### The problem:
Each line of the material must appear again in the answer, exactly.

### Data for review:

#[async_trait]
impl RateProvider for RemoteRateProvider {
    fn name(&self) -> &str {
        "remote"
    }

    fn scheme_code(&self) -> &str {
        &self.tables.metadata().code
    }

    async fn health_insurance(&self, query: &RateQuery) -> EngineResult<HealthQuote> {
        let (url, response) = self.health_response(query).await?;
        let employee = &response.employee_cost;
        let employer = &response.employer_cost;

        let health_employee = required(
            employee.health_cost_with_no_care,
            CATEGORY_HEALTH,
            "employeeCost.healthCostWithNoCare",
        )?;
        let care_employee = non_negative(
            employee.care_cost.unwrap_or(Decimal::ZERO),
            CATEGORY_HEALTH,
            "employeeCost.careCost",
        )?;
        // The premium is split equally, so a missing employer amount mirrors
        // the employee's.
        let health_employer = non_negative(
            employer.health_cost_with_no_care.unwrap_or(health_employee),
            CATEGORY_HEALTH,
            "employerCost.healthCostWithNoCare",
        )?;
        let care_employer = non_negative(
            employer.care_cost.unwrap_or(care_employee),
            CATEGORY_HEALTH,
            "employerCost.careCost",
        )?;

        let age_category = AgeCategory::from_age(query.age);
        let rates = &self.tables.config().rates().health;
        let standard = resolve_standard_remuneration(
            query.monthly_salary,
            self.tables.standard_remuneration_bands(),
            self.tables.pension_rates(),
            0,
        )?;

        let gross_income_tax = employee
            .income_tax
            .filter(|t| *t >= Decimal::ZERO)
            .map(|t| self.income_tax_line(query.monthly_salary, t, query.dependents));

        let health = ContributionLine {
            total: health_employee + care_employee + health_employer + care_employer,
            employee: health_employee + care_employee,
            rate: rates.for_age(age_category),
        };
        let nursing_care = ContributionLine {
            total: care_employee + care_employer,
            employee: care_employee,
            rate: if care_employee > Decimal::ZERO {
                rates.nursing_care()
            } else {
                Decimal::ZERO
            },
        };

        let audit_step = remote_step(
            "remote_health_insurance",
            "Health Insurance (remote)",
            &url,
            query,
            serde_json::json!({
                "health_employee": health_employee.to_string(),
                "care_employee": care_employee.to_string(),
                "income_tax": employee.income_tax.map(|t| t.to_string())
            }),
            format!(
                "Health service reported {} health and {} nursing care for the employee",
                health_employee, care_employee
            ),
        );

        Ok(HealthQuote {
            standard_remuneration: standard.health_standard,
            health,
            nursing_care,
            gross_income_tax,
            audit_steps: vec![standard.audit_step, audit_step],
        })
    }

    async fn employment_insurance(&self, query: &RateQuery) -> EngineResult<EmploymentQuote> {
        let rate = self.tables.employment_rate(query.employment_type);

        if self.employment_source == EmploymentRateSource::Table {
            let employment =
                calculate_employment_insurance(query.monthly_salary, query.employment_type, rate, 0)?;
            return Ok(EmploymentQuote {
                employment: employment.line,
                audit_steps: vec![employment.audit_step],
            });
        }

        let endpoints = self.endpoints.endpoints().await;
        let url = format!(
            "{}/employment-insurance/calculate",
            endpoints.employment_insurance_url
        );
        let params = [("monthlySalary", amount_param(query.monthly_salary)?.to_string())];
        let response: EmploymentInsuranceResponse =
            self.get_json(CATEGORY_EMPLOYMENT, &url, &params).await?;

        let employee = required(
            response.employee_cost.employment_insurance,
            CATEGORY_EMPLOYMENT,
            "employeeCost.employmentInsurance",
        )?;

        let audit_step = remote_step(
            "remote_employment_insurance",
            "Employment Insurance (remote)",
            &url,
            query,
            serde_json::json!({ "employee": employee.to_string() }),
            format!("Employment service reported {} for the employee", employee),
        );

        Ok(EmploymentQuote {
            employment: ContributionLine {
                total: employee,
                employee,
                rate,
            },
            audit_steps: vec![audit_step],
        })
    }

    async fn pension_insurance(&self, query: &RateQuery) -> EngineResult<PensionQuote> {
        let endpoints = self.endpoints.endpoints().await;
        let url = format!(
            "{}/pension-insurance/calculate",
            endpoints.pension_insurance_url
        );
        let params = [("monthlySalary", amount_param(query.monthly_salary)?.to_string())];
        let response: PensionInsuranceResponse =
            self.get_json(CATEGORY_PENSION, &url, &params).await?;

        let employee = required(
            response.employee_cost.pension,
            CATEGORY_PENSION,
            "employeeCost.pension",
        )?;
        let employer = non_negative(
            response.employer_cost.pension.unwrap_or(employee),
            CATEGORY_PENSION,
            "employerCost.pension",
        )?;

        let standard = resolve_standard_remuneration(
            query.monthly_salary,
            self.tables.standard_remuneration_bands(),
            self.tables.pension_rates(),
            0,
        )?;

        let audit_step = remote_step(
            "remote_pension_insurance",
            "Welfare Pension Insurance (remote)",
            &url,
            query,
            serde_json::json!({
                "employee": employee.to_string(),
                "employer": employer.to_string()
            }),
            format!("Pension service reported {} for the employee", employee),
        );

        Ok(PensionQuote {
            pension_standard: standard.pension_standard,
            pension: ContributionLine {
                total: employee + employer,
                employee,
                rate: self.tables.pension_rates().rate,
            },
            audit_steps: vec![audit_step],
        })
    }

    async fn withholding_tax(&self, query: &RateQuery) -> EngineResult<TaxQuote> {
        let (url, response) = self
            .health_response(query)
            .await
            .map_err(|e| match e {
                EngineError::LookupFailure { message, .. } => {
                    EngineError::lookup_failure(CATEGORY_INCOME_TAX, message)
                }
                other => other,
            })?;

        let table_amount = required(
            response.employee_cost.income_tax,
            CATEGORY_INCOME_TAX,
            "employeeCost.incomeTax",
        )?;
        let income_tax = self.income_tax_line(query.monthly_salary, table_amount, query.dependents);

        let audit_step = remote_step(
            "remote_withholding_tax",
            "Withholding Income Tax (remote)",
            &url,
            query,
            serde_json::json!({
                "table_amount": table_amount.to_string(),
                "dependent_deduction": income_tax.dependent_deduction.to_string(),
                "amount": income_tax.amount.to_string()
            }),
            format!(
                "Health service reported {} tax on {}, {} after the dependent adjustment",
                table_amount, query.monthly_salary, income_tax.amount
            ),
        );

        Ok(TaxQuote {
            income_tax,
            audit_steps: vec![audit_step],
        })
    }
}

### Solution to this task:
#[async_trait]
impl RateProvider for RemoteRateProvider {
    fn name(&self) -> &str {
        "remote"
    }

    fn scheme_code(&self) -> &str {
        &self.tables.metadata().code
    }

    async fn health_insurance(&self, query: &RateQuery) -> EngineResult<HealthQuote> {
        let (url, response) = self.health_response(query).await?;
        let employee = &response.employee_cost;
        let employer = &response.employer_cost;

        let health_employee = required(
            employee.health_cost_with_no_care,
            CATEGORY_HEALTH,
            "employeeCost.healthCostWithNoCare",
        )?;
        let care_employee = non_negative(
            employee.care_cost.unwrap_or(Decimal::ZERO),
            CATEGORY_HEALTH,
            "employeeCost.careCost",
        )?;
        // The premium is split equally, so a missing employer amount mirrors
        // the employee's.
        let health_employer = non_negative(
            employer.health_cost_with_no_care.unwrap_or(health_employee),
            CATEGORY_HEALTH,
            "employerCost.healthCostWithNoCare",
        )?;
        let care_employer = non_negative(
            employer.care_cost.unwrap_or(care_employee),
            CATEGORY_HEALTH,
            "employerCost.careCost",
        )?;

        let age_category = AgeCategory::from_age(query.age);
        let rates = &self.tables.config().rates().health;
        let standard = resolve_standard_remuneration(
            query.monthly_salary,
            self.tables.standard_remuneration_bands(),
            self.tables.pension_rates(),
            0,
        )?;

        let gross_income_tax = employee
            .income_tax
            .filter(|t| *t >= Decimal::ZERO)
            .map(|t| self.income_tax_line(query.monthly_salary, t, query.dependents));

        let health = ContributionLine {
            total: health_employee + care_employee + health_employer + care_employer,
            employee: health_employee + care_employee,
            rate: rates.for_age(age_category),
        };
        let nursing_care = ContributionLine {
            total: care_employee + care_employer,
            employee: care_employee,
            rate: if care_employee > Decimal::ZERO {
                rates.nursing_care()
            } else {
                Decimal::ZERO
            },
        };

        let audit_step = remote_step(
            "remote_health_insurance",
            "Health Insurance (remote)",
            &url,
            query,
            serde_json::json!({
                "health_employee": health_employee.to_string(),
                "care_employee": care_employee.to_string(),
                "income_tax": employee.income_tax.map(|t| t.to_string())
            }),
            format!(
                "Health service reported {} health and {} nursing care for the employee",
                health_employee, care_employee
            ),
        );

        Ok(HealthQuote {
            standard_remuneration: standard.health_standard,
            health,
            nursing_care,
            gross_income_tax,
            audit_steps: vec![standard.audit_step, audit_step],
        })
    }

    async fn employment_insurance(&self, query: &RateQuery) -> EngineResult<EmploymentQuote> {
        let rate = self.tables.employment_rate(query.employment_type);

        if self.employment_source == EmploymentRateSource::Table {
            let employment =
                calculate_employment_insurance(query.monthly_salary, query.employment_type, rate, 0)?;
            return Ok(EmploymentQuote {
                employment: employment.line,
                audit_steps: vec![employment.audit_step],
            });
        }

        let endpoints = self.endpoints.endpoints().await;
        let url = format!(
            "{}/employment-insurance/calculate",
            endpoints.employment_insurance_url
        );
        let params = [("monthlySalary", amount_param(query.monthly_salary)?.to_string())];
        let response: EmploymentInsuranceResponse =
            self.get_json(CATEGORY_EMPLOYMENT, &url, &params).await?;

        let employee = required(
            response.employee_cost.employment_insurance,
            CATEGORY_EMPLOYMENT,
            "employeeCost.employmentInsurance",
        )?;

        let audit_step = remote_step(
            "remote_employment_insurance",
            "Employment Insurance (remote)",
            &url,
            query,
            serde_json::json!({ "employee": employee.to_string() }),
            format!("Employment service reported {} for the employee", employee),
        );

        Ok(EmploymentQuote {
            employment: ContributionLine {
                total: employee,
                employee,
                rate,
            },
            audit_steps: vec![audit_step],
        })
    }

    async fn pension_insurance(&self, query: &RateQuery) -> EngineResult<PensionQuote> {
        let endpoints = self.endpoints.endpoints().await;
        let url = format!(
            "{}/pension-insurance/calculate",
            endpoints.pension_insurance_url
        );
        let params = [("monthlySalary", amount_param(query.monthly_salary)?.to_string())];
        let response: PensionInsuranceResponse =
            self.get_json(CATEGORY_PENSION, &url, &params).await?;

        let employee = required(
            response.employee_cost.pension,
            CATEGORY_PENSION,
            "employeeCost.pension",
        )?;
        let employer = non_negative(
            response.employer_cost.pension.unwrap_or(employee),
            CATEGORY_PENSION,
            "employerCost.pension",
        )?;

        let standard = resolve_standard_remuneration(
            query.monthly_salary,
            self.tables.standard_remuneration_bands(),
            self.tables.pension_rates(),
            0,
        )?;

        let audit_step = remote_step(
            "remote_pension_insurance",
            "Welfare Pension Insurance (remote)",
            &url,
            query,
            serde_json::json!({
                "employee": employee.to_string(),
                "employer": employer.to_string()
            }),
            format!("Pension service reported {} for the employee", employee),
        );

        Ok(PensionQuote {
            pension_standard: standard.pension_standard,
            pension: ContributionLine {
                total: employee + employer,
                employee,
                rate: self.tables.pension_rates().rate,
            },
            audit_steps: vec![audit_step],
        })
    }

    async fn withholding_tax(&self, query: &RateQuery) -> EngineResult<TaxQuote> {
        let (url, response) = self
            .health_response(query)
            .await
            .map_err(|e| match e {
                EngineError::LookupFailure { message, .. } => {
                    EngineError::lookup_failure(CATEGORY_INCOME_TAX, message)
                }
                other => other,
            })?;

        let table_amount = required(
            response.employee_cost.income_tax,
            CATEGORY_INCOME_TAX,
            "employeeCost.incomeTax",
        )?;
        let income_tax = self.income_tax_line(query.monthly_salary, table_amount, query.dependents);

        let audit_step = remote_step(
            "remote_withholding_tax",
            "Withholding Income Tax (remote)",
            &url,
            query,
            serde_json::json!({
                "table_amount": table_amount.to_string(),
                "dependent_deduction": income_tax.dependent_deduction.to_string(),
                "amount": income_tax.amount.to_string()
            }),
            format!(
                "Health service reported {} tax on {}, {} after the dependent adjustment",
                table_amount, query.monthly_salary, income_tax.amount
            ),
        );

        Ok(TaxQuote {
            income_tax,
            audit_steps: vec![audit_step],
        })
    }
}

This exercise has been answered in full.